*** Opening Material shown ***

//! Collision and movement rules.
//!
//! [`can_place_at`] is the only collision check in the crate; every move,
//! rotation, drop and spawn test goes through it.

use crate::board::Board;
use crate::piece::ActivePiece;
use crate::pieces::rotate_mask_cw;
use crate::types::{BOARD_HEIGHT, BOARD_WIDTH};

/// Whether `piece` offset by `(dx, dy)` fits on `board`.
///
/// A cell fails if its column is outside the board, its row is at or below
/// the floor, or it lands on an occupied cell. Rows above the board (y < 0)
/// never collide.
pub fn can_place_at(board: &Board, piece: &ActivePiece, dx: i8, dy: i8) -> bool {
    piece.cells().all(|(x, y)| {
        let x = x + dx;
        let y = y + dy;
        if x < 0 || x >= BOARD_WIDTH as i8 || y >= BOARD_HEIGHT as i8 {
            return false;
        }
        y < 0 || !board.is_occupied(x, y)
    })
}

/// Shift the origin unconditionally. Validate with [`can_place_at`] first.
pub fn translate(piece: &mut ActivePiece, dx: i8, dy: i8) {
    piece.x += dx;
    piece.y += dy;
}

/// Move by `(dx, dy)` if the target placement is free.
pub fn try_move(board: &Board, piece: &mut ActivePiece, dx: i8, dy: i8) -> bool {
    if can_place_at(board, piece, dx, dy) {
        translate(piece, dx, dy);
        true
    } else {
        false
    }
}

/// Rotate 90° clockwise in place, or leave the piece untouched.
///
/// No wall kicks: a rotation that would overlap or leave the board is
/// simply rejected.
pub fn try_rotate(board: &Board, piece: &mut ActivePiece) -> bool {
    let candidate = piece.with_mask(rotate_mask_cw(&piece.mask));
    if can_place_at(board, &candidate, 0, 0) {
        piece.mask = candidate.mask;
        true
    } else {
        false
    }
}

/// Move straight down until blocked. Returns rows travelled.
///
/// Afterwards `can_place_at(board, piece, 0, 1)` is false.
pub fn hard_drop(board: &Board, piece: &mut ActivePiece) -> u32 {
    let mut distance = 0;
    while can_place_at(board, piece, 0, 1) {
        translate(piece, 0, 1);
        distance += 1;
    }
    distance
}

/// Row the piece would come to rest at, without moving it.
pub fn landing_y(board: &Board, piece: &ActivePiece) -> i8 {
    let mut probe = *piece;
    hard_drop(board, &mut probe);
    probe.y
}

*** Closing Material shown ***

_The problem_. Repeat the records exactly, leaving out none of them.

_Task answer_.
//! Collision and movement rules.
//!
//! [`can_place_at`] is the only collision check in the crate; every move,
//! rotation, drop and spawn test goes through it.

use crate::board::Board;
use crate::piece::ActivePiece;
use crate::pieces::rotate_mask_cw;
use crate::types::{BOARD_HEIGHT, BOARD_WIDTH};

/// Whether `piece` offset by `(dx, dy)` fits on `board`.
///
/// A cell fails if its column is outside the board, its row is at or below
/// the floor, or it lands on an occupied cell. Rows above the board (y < 0)
/// never collide.
pub fn can_place_at(board: &Board, piece: &ActivePiece, dx: i8, dy: i8) -> bool {
    piece.cells().all(|(x, y)| {
        let x = x + dx;
        let y = y + dy;
        if x < 0 || x >= BOARD_WIDTH as i8 || y >= BOARD_HEIGHT as i8 {
            return false;
        }
        y < 0 || !board.is_occupied(x, y)
    })
}

/// Shift the origin unconditionally. Validate with [`can_place_at`] first.
pub fn translate(piece: &mut ActivePiece, dx: i8, dy: i8) {
    piece.x += dx;
    piece.y += dy;
}

/// Move by `(dx, dy)` if the target placement is free.
pub fn try_move(board: &Board, piece: &mut ActivePiece, dx: i8, dy: i8) -> bool {
    if can_place_at(board, piece, dx, dy) {
        translate(piece, dx, dy);
        true
    } else {
        false
    }
}

/// Rotate 90° clockwise in place, or leave the piece untouched.
///
/// No wall kicks: a rotation that would overlap or leave the board is
/// simply rejected.
pub fn try_rotate(board: &Board, piece: &mut ActivePiece) -> bool {
    let candidate = piece.with_mask(rotate_mask_cw(&piece.mask));
    if can_place_at(board, &candidate, 0, 0) {
        piece.mask = candidate.mask;
        true
    } else {
        false
    }
}

/// Move straight down until blocked. Returns rows travelled.
///
/// Afterwards `can_place_at(board, piece, 0, 1)` is false.
pub fn hard_drop(board: &Board, piece: &mut ActivePiece) -> u32 {
    let mut distance = 0;
    while can_place_at(board, piece, 0, 1) {
        translate(piece, 0, 1);
        distance += 1;
    }
    distance
}

/// Row the piece would come to rest at, without moving it.
pub fn landing_y(board: &Board, piece: &ActivePiece) -> i8 {
    let mut probe = *piece;
    hard_drop(board, &mut probe);
    probe.y
}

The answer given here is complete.